A crise financeira ameaça baixar os níveis de educação em todo o mundo, afirma um relatório da Unesco. Enquanto países empobrecidos tentam equilibrar seus orçamentos diante de economias minguantes, qualquer esperança de alcançar as Metas do Milêmio para a educação pode ser frustrada.
A meta fundamental é que todas as crianças do mundo tenham educação primária até 2015, diz Kevin Watkins, coordenador do ‘Educação para Todos - Relatório Global de Monitoramento 2010’, apresentado nesta terça-feira.
Durante a primeira década do milênio, houve um real progresso e esta era a única das Metas do Milênio com chance de ser realizada no prazo previsto. Mas os abalos causados pela crise financeira nos países ricos repercutiram nos países em desenvolvimento e agora põem este progresso em risco.
Cerca de 71 milhões de crianças em todo o mundo não estão hoje na escola, de acordo com o relatório. Em uma economia cada vez mais baseada em conhecimento, isso significa uma desvantagem significativa para futuras oportunidades de trabalho. E enquanto governos na África subsaariana, por exemplo, chegam a termos com o declínio das receitas devido à recessão, Kevin Watkins diz que o investimento por aluno nas escolas primárias pode diminuir 10%.
”Quando você tem em mente que estamos falando de um contexto no qual as crianças estão sentadas em salas de aula sem livros, sem quadro-negro, sem carteiras, sem lápis, as consequências são realmente muito sérias. E o ponto que defendemos neste relatório é que estas crianças não criaram esta crise, e não deveriam ter que pagar por ela com sua única chance de educação.”
Nada de tão complicado
Watkins cita o progresso feito em um país como a Tanzânia, que pôs três milhões de crianças a mais na escola desde 2001. Bangladesh eliminou a disparidade de gênero na educação, enquanto a Índia diminuiu o número de crianças fora da escola em 15 milhões dois anos atrás. Todos estes sucessos demonstram que não é a falta de políticas efetivas que limita o avanço da educação, mas a falta de recursos econômicos.

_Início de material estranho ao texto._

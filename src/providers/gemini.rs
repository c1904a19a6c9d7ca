use reqwest::Client;
use serde::{Deserialize, Serialize};
use std::time::Duration;
use tracing::{debug, warn};

use crate::config::Config;
use crate::model::{Message, MessageRole};
use crate::providers::http_errors::{classify_request_error, classify_status};
use crate::providers::ModelError;

const DEFAULT_BASE_URL: &str = "https://generativelanguage.googleapis.com";

#[derive(Debug, Serialize)]
struct GenerateContentRequest {
    contents: Vec<Content>,
    #[serde(rename = "systemInstruction", skip_serializing_if = "Option::is_none")]
    system_instruction: Option<Content>,
    #[serde(rename = "generationConfig")]
    generation_config: GenerationConfig,
}

#[derive(Debug, Serialize)]
struct Content {
    #[serde(skip_serializing_if = "Option::is_none")]
    role: Option<String>,
    parts: Vec<Part>,
}

#[derive(Debug, Serialize, Deserialize)]
struct Part {
    text: String,
}

#[derive(Debug, Serialize)]
struct GenerationConfig {
    temperature: f32,
}

#[derive(Debug, Deserialize)]
struct GenerateContentResponse {
    #[serde(default)]
    candidates: Vec<Candidate>,
}

#[derive(Debug, Deserialize)]
struct Candidate {
    content: CandidateContent,
}

#[derive(Debug, Deserialize)]
struct CandidateContent {
    #[serde(default)]
    parts: Vec<Part>,
}

fn generate_url(base_url: Option<&str>, model: &str) -> String {
    format!(
        "{}/v1beta/models/{}:generateContent",
        base_url.unwrap_or(DEFAULT_BASE_URL).trim_end_matches('/'),
        model
    )
}

/// Gemini has no system role in `contents`; the system message becomes the
/// request-level `systemInstruction` and assistant turns use role `model`.
fn to_request(cfg: &Config, messages: &[Message]) -> GenerateContentRequest {
    let mut system_parts = Vec::new();
    let mut contents = Vec::new();

    for msg in messages {
        match msg.role {
            MessageRole::System => system_parts.push(Part {
                text: msg.content.clone(),
            }),
            MessageRole::User => contents.push(Content {
                role: Some("user".to_string()),
                parts: vec![Part {
                    text: msg.content.clone(),
                }],
            }),
            MessageRole::Assistant => contents.push(Content {
                role: Some("model".to_string()),
                parts: vec![Part {
                    text: msg.content.clone(),
                }],
            }),
        }
    }

    GenerateContentRequest {
        contents,
        system_instruction: if system_parts.is_empty() {
            None
        } else {
            Some(Content {
                role: None,
                parts: system_parts,
            })
        },
        generation_config: GenerationConfig {
            temperature: cfg.temperature,
        },
    }
}

pub async fn chat(
    client: &Client,
    cfg: &Config,
    messages: &[Message],
) -> Result<String, ModelError> {
    let api_key = cfg
        .gemini_api_key
        .as_deref()
        .ok_or_else(|| ModelError::Auth("GEMINI_API_KEY is not set".to_string()))?;

    let api_url = generate_url(cfg.model_base_url.as_deref(), &cfg.model);
    let body = to_request(cfg, messages);
    debug!(
        api_url = %api_url,
        model = %cfg.model,
        message_count = messages.len(),
        "sending gemini chat request"
    );

    let response = client
        .post(&api_url)
        .header("x-goog-api-key", api_key)
        .timeout(Duration::from_secs(cfg.model_timeout_secs))
        .json(&body)
        .send()
        .await
        .map_err(|err| {
            warn!(api_url = %api_url, model = %cfg.model, error = %err, "gemini request failed");
            classify_request_error(err, &api_url, cfg.model_timeout_secs)
        })?;

    let status = response.status();
    if !status.is_success() {
        let response_body = response
            .text()
            .await
            .unwrap_or_else(|_| "<failed to read response body>".to_string());
        warn!(
            api_url = %api_url,
            model = %cfg.model,
            status = %status,
            response_body_len = response_body.len(),
            "gemini returned non-success status"
        );
        return Err(classify_status(status, &response_body, &api_url));
    }

    let parsed: GenerateContentResponse = response
        .json()
        .await
        .map_err(|err| ModelError::Other(format!("failed to parse gemini response: {err}")))?;

    let text: String = parsed
        .candidates
        .into_iter()
        .next()
        .map(|candidate| {
            candidate
                .content
                .parts
                .into_iter()
                .map(|part| part.text)
                .collect::<Vec<_>>()
                .join("")
        })
        .unwrap_or_default();

    if text.is_empty() {
        return Err(ModelError::Other(
            "gemini response contained no candidate text".to_string(),
        ));
    }

    debug!(model = %cfg.model, response_len = text.len(), "received gemini chat response");
    Ok(text)
}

“O que o governo da Índia demonstrou é que se você aumenta os investimentos nas áreas em que eles são mais necessários – constrói escolas, treina professores, equipa as escolas -, você pode ter grandes resultados em pouco tempo. Nada disso é tão complicado, mas infelizmente é uma negligência sistemática das políticas que sabemos que podem funcionar que nos deixaram onde estamos hoje."
Paradoxo na América Latina
Nos últimos anos, também houve um “progresso extraordinário” na América Latina, diz Watkins, citando Brasil, México e Bolívia como exemplos onde incentivos em dinheiro levaram muitas famílias pobres a manter suas crianças na escola. Mas há um paradoxo na América Latina, ele diz, uma vez que os níveis de educação também refletem enormes desigualdades regionais e sociais.
“Se você olha uma país como o México, há uma grande lacuna entre as regiões de melhor desempenho no país, no Norte e na Cidade do México – onde, em média, as crianças têm de 8 a 9 anos de educação – e no cinturão de pobreza do Sul, em estados como Oaxaca e Chiapas, onde 40% das meninas de famílias rurais mais pobres têm menos de 4 anos de escolaridade.”
Países latino-americanos têm que focar especificamente em regiões empobrecidas mais rapidamente do que está acontecendo hoje, diz Watkins.
Déficit financeiro
Enquanto, apesar da crise, alguns países ricos aumentaram seus compromissos de ajuda, outros estão cortando duas doações. Mas mesmo que o total da ajuda internacional aumentasse, ainda não cobriria os efeitos da crise para os governos mais pobres, comenta Watkins.
“Estamos pedindo aos países ricos e instituições financeiras internacionais que aumentem a escala de financiamento e doações, de forma que governos na África subsaariana não tenham que optar entre estabilidade financeira por um lado, e educação das crianças por outro.”
A ONU estima que as perdas para a África subsaariana serão superiores a 40 bilhões de dólares no próximo ano fiscal. E se seguirmos no atual ritmo, 50 milhões de crianças ainda estarão fora da escola dentro de cinco anos, um cenário que Kevin Watkins define como uma “crise de desenvolvimento humano em grande escala”.